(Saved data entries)
- - -
//! # Domain Types
//!
//! Core domain types used throughout Vela POS.
//!
//! ## Type Hierarchy
//! ```text
//! ┌─────────────────────────────────────────────────────────────────────────┐
//! │                         Domain Types                                    │
//! │                                                                         │
//! │  REGISTER (local)            SERVER OF RECORD                          │
//! │  ┌─────────────────┐         ┌─────────────────┐  ┌─────────────────┐  │
//! │  │  PendingSale    │  sync   │      Sale       │  │    Customer     │  │
//! │  │  ─────────────  │ ──────► │  ─────────────  │  │  ─────────────  │  │
//! │  │  local_id       │         │  id (UUID)      │  │  debt_minor     │  │
//! │  │  lines[]        │         │  client_local_id│  │  loyalty_points │  │
//! │  │  sync_state     │         │  status         │  │                 │  │
//! │  └─────────────────┘         └─────────────────┘  └────────┬────────┘  │
//! │  ┌─────────────────┐         ┌─────────────────┐           │           │
//! │  │CachedCatalog-   │ ◄────── │    Product      │  ┌────────┴────────┐  │
//! │  │Entry (snapshot) │ catalog │  quantity       │  │   DebtRecord    │  │
//! │  └─────────────────┘         └─────────────────┘  │  amount / paid  │  │
//! │                                                   └─────────────────┘  │
//! └─────────────────────────────────────────────────────────────────────────┘
//! ```
//!
//! ## Dual-Key Identity Pattern
//! A sale has two identities:
//! - `local_id`: generated at the register, stable across retries - the
//!   idempotency key for synchronization
//! - server `id`: UUID v4 assigned once by the settlement engine

use chrono::{DateTime, Utc};
use serde::{Deserialize, Serialize};

use crate::money::Money;

// =============================================================================
// Payment Method
// =============================================================================

#[cfg_attr(feature = "sqlx", derive(sqlx::Type))]
#[cfg_attr(feature = "sqlx", sqlx(rename_all = "snake_case"))]
#[derive(Debug, Clone, Copy, PartialEq, Eq, Serialize, Deserialize)]
#[serde(rename_all = "snake_case")]
pub enum PaymentMethod {
    /// Physical cash payment.
    Cash,
    /// Card payment on external terminal.
    Card,
    /// Bank transfer.
    Transfer,
}

// =============================================================================
// Sync State
// =============================================================================

/// Lifecycle of a locally recorded sale.
///
/// ```text
/// unsynced ──► syncing ──► synced ──► (row deleted)
///     ▲           │
///     └───────────┘  transport failure / per-item error / crash
/// ```
///
/// A row is deleted only after the server acknowledged it while in the
/// `synced` state; a crash between mark and delete leaves a synced-but-
/// present row, never a deleted-but-unconfirmed one.
#[cfg_attr(feature = "sqlx", derive(sqlx::Type))]
#[cfg_attr(feature = "sqlx", sqlx(rename_all = "snake_case"))]
#[derive(Debug, Clone, Copy, PartialEq, Eq, Serialize, Deserialize)]
#[serde(rename_all = "snake_case")]
pub enum SyncState {
    /// Recorded locally, not yet acknowledged by the server.
    Unsynced,
    /// Part of an in-flight batch.
    Syncing,
    /// Acknowledged by the server; eligible for purge.
    Synced,
}

// =============================================================================
// Sale Status (server)
// =============================================================================

/// The status of a settled sale on the server of record.
///
/// The settlement engine always records `Completed`; the `Pending`,
/// `Approved` and `Rejected` transitions belong to an external approval
/// workflow that never touches this subsystem.
#[cfg_attr(feature = "sqlx", derive(sqlx::Type))]
#[cfg_attr(feature = "sqlx", sqlx(rename_all = "snake_case"))]
#[derive(Debug, Clone, Copy, PartialEq, Eq, Serialize, Deserialize)]
#[serde(rename_all = "snake_case")]
pub enum SaleStatus {
    Pending,
    Completed,
    Approved,
    Rejected,
}

// =============================================================================
// Debt Status
// =============================================================================

/// The status of a single customer debt record.
#[cfg_attr(feature = "sqlx", derive(sqlx::Type))]
#[cfg_attr(feature = "sqlx", sqlx(rename_all = "snake_case"))]
#[derive(Debug, Clone, Copy, PartialEq, Eq, Serialize, Deserialize)]
#[serde(rename_all = "snake_case")]
pub enum DebtStatus {
    /// Recorded but not yet approved; excluded from FIFO allocation.
    PendingApproval,
    /// Approved and outstanding; eligible for FIFO allocation.
    Approved,
    /// Fully covered by payments.
    Paid,
    /// Rejected by the approval workflow.
    Rejected,
}

// =============================================================================
// Sale Line
// =============================================================================

/// A line item in a sale.
/// Uses snapshot pattern to freeze product data at time of sale.
#[derive(Debug, Clone, PartialEq, Eq, Serialize, Deserialize)]
#[serde(rename_all = "camelCase")]
pub struct SaleLine {
    /// Product reference (server-side product id).
    pub product_id: String,
    /// Product name at time of sale (frozen).
    pub name: String,
    /// Product code at time of sale (frozen).
    pub code: String,
    /// Unit price in minor units at time of sale (frozen).
    pub unit_price_minor: i64,
    /// Quantity sold (always positive; returns flip the stock sign, not this).
    pub quantity: i64,
}

impl SaleLine {
    /// Returns the unit price as Money.
    #[inline]
    pub fn unit_price(&self) -> Money {
        Money::from_minor(self.unit_price_minor)
    }

    /// Line total (unit price × quantity), `None` on overflow.
    #[inline]
    pub fn line_total(&self) -> Option<Money> {
        self.unit_price().checked_mul(self.quantity)
    }
}

// =============================================================================
// Sale Draft (register input)
// =============================================================================

/// What the cashier rings up. The local store turns a draft into a
/// [`PendingSale`] by assigning a `local_id` (when absent) and a timestamp.
#[derive(Debug, Clone, Serialize, Deserialize)]
#[serde(rename_all = "camelCase")]
pub struct SaleDraft {
    /// Client-generated idempotency key; assigned on `put` when absent.
    #[serde(default)]
    pub local_id: Option<String>,
    pub lines: Vec<SaleLine>,
    pub total_minor: i64,
    /// Amount actually handed over; `None` means the sale is fully paid.
    #[serde(default)]
    pub amount_paid_minor: Option<i64>,
    pub payment_method: PaymentMethod,
    #[serde(default)]
    pub customer_id: Option<String>,
    #[serde(default)]
    pub is_return: bool,
}

// =============================================================================
// Pending Sale (register, durable queue entry)
// =============================================================================

/// A locally recorded sale awaiting reconciliation with the server.
#[derive(Debug, Clone, Serialize, Deserialize)]
#[serde(rename_all = "camelCase")]
pub struct PendingSale {
    /// Client-generated, globally unique, stable across retries.
    pub local_id: String,
    pub lines: Vec<SaleLine>,
    pub total_minor: i64,
    pub amount_paid_minor: Option<i64>,
    pub payment_method: PaymentMethod,
    pub customer_id: Option<String>,
    pub is_return: bool,
    pub sync_state: SyncState,
    pub created_at: DateTime<Utc>,
}

impl PendingSale {
    /// Sale total as Money.
    #[inline]
    pub fn total(&self) -> Money {
        Money::from_minor(self.total_minor)
    }

    /// Amount paid; defaults to the full total when not recorded separately.
    #[inline]
    pub fn amount_paid(&self) -> Money {
        Money::from_minor(self.amount_paid_minor.unwrap_or(self.total_minor))
    }
}

// =============================================================================
// Sale (server, durable record of truth)
// =============================================================================

/// A settled sale on the server of record. Created exactly once by the
/// settlement engine and never deleted.
#[derive(Debug, Clone, Serialize, Deserialize)]
#[serde(rename_all = "camelCase")]
pub struct Sale {
    /// Server-assigned UUID.
    pub id: String,
    pub items: Vec<SaleLine>,
    pub total_minor: i64,
    pub amount_paid_minor: i64,
    pub payment_method: PaymentMethod,
    pub customer_id: Option<String>,
    pub is_return: bool,
    pub status: SaleStatus,
    /// Originating register `local_id`; at most one Sale exists per value.
    pub client_local_id: Option<String>,
    /// When the originating client submission was accepted.
    pub synced_at: Option<DateTime<Utc>>,
    pub created_at: DateTime<Utc>,
}

// =============================================================================
// Product & Catalog Cache
// =============================================================================

/// A product on the server of record. `quantity` is mutated only by the
/// settlement engine, never by UI code.
#[cfg_attr(feature = "sqlx", derive(sqlx::FromRow))]
#[derive(Debug, Clone, Serialize, Deserialize)]
#[serde(rename_all = "camelCase")]
pub struct Product {
    pub id: String,
    pub code: String,
    pub name: String,
    pub price_minor: i64,
    /// May legitimately go negative via offline replay; see the settlement
    /// engine docs.
    pub quantity: i64,
}

/// Register-local snapshot of a product, letting the register sell fully
/// offline. Read-through: refreshed opportunistically whenever the server is
/// reachable, never authoritative for stock decisions.
#[derive(Debug, Clone, Serialize, Deserialize)]
#[serde(rename_all = "camelCase")]
pub struct CachedCatalogEntry {
    pub product_id: String,
    pub code: String,
    pub name: String,
    pub price_minor: i64,
    pub quantity: i64,
    pub refreshed_at: DateTime<Utc>,
}

// =============================================================================
// Customer Ledger
// =============================================================================

/// A customer with an aggregate outstanding balance and loyalty account.
///
/// Invariant: `debt_minor == Σ(amount - paid_amount)` over non-paid
/// [`DebtRecord`]s of this customer.
#[cfg_attr(feature = "sqlx", derive(sqlx::FromRow))]
#[derive(Debug, Clone, Serialize, Deserialize)]
#[serde(rename_all = "camelCase")]
pub struct Customer {
    pub id: String,
    pub name: String,
    pub phone: Option<String>,
    /// Aggregate outstanding amount across non-paid debt records.
    pub debt_minor: i64,
    pub loyalty_points: i64,
    pub purchase_total_minor: i64,
    pub created_at: DateTime<Utc>,
}

impl Customer {
    #[inline]
    pub fn debt(&self) -> Money {
        Money::from_minor(self.debt_minor)
    }
}

/// A single outstanding obligation. Invariant: `paid_amount ≤ amount` at all
/// times; transitions to `Paid` exactly when fully covered.
#[cfg_attr(feature = "sqlx", derive(sqlx::FromRow))]
#[derive(Debug, Clone, Serialize, Deserialize)]
#[serde(rename_all = "camelCase")]
pub struct DebtRecord {
    pub id: String,
    pub customer_id: String,
    /// The sale that created this obligation, when known.
    pub sale_id: Option<String>,
    pub amount_minor: i64,
    pub paid_amount_minor: i64,
    pub status: DebtStatus,
    pub created_at: DateTime<Utc>,
}

impl DebtRecord {
    /// Remaining unpaid amount on this record.
    #[inline]
    pub fn outstanding(&self) -> Money {
        Money::from_minor(self.amount_minor - self.paid_amount_minor)
    }

    /// True once the record is fully covered.
    #[inline]
    pub fn is_settled(&self) -> bool {
        self.paid_amount_minor >= self.amount_minor
    }
}

// =============================================================================
// Unit Tests
// =============================================================================

#[cfg(test)]
mod tests {
    use super::*;

    #[test]
    fn test_line_total() {
        let line = SaleLine {
            product_id: "p-1".into(),
            name: "Robusta beans 1kg".into(),
            code: "RB-1KG".into(),
            unit_price_minor: 75_000,
            quantity: 2,
        };
        assert_eq!(line.line_total(), Some(Money::from_minor(150_000)));
    }

    #[test]
    fn test_amount_paid_defaults_to_total() {
        let sale = PendingSale {
            local_id: "l-1".into(),
            lines: vec![],
            total_minor: 150_000,
            amount_paid_minor: None,
            payment_method: PaymentMethod::Cash,
            customer_id: None,
            is_return: false,
            sync_state: SyncState::Unsynced,
            created_at: Utc::now(),
        };
        assert_eq!(sale.amount_paid(), Money::from_minor(150_000));
    }

    #[test]
    fn test_debt_record_outstanding() {
        let record = DebtRecord {
            id: "d-1".into(),
            customer_id: "c-1".into(),
            sale_id: None,
            amount_minor: 50_000,
            paid_amount_minor: 20_000,
            status: DebtStatus::Approved,
            created_at: Utc::now(),
        };
        assert_eq!(record.outstanding(), Money::from_minor(30_000));
        assert!(!record.is_settled());
    }

    #[test]
    fn test_enum_wire_casing() {
        let json = serde_json::to_string(&DebtStatus::PendingApproval).unwrap();
        assert_eq!(json, "\"pending_approval\"");
        let json = serde_json::to_string(&SyncState::Unsynced).unwrap();
        assert_eq!(json, "\"unsynced\"");
    }
}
- - -
→ EXERCISE: For each line in the data above that contains the string "json", extract the line.

→ WRITTEN SOLUTION:
        let json = serde_json::to_string(&DebtStatus::PendingApproval).unwrap();
        assert_eq!(json, "\"pending_approval\"");
        let json = serde_json::to_string(&SyncState::Unsynced).unwrap();
        assert_eq!(json, "\"unsynced\"");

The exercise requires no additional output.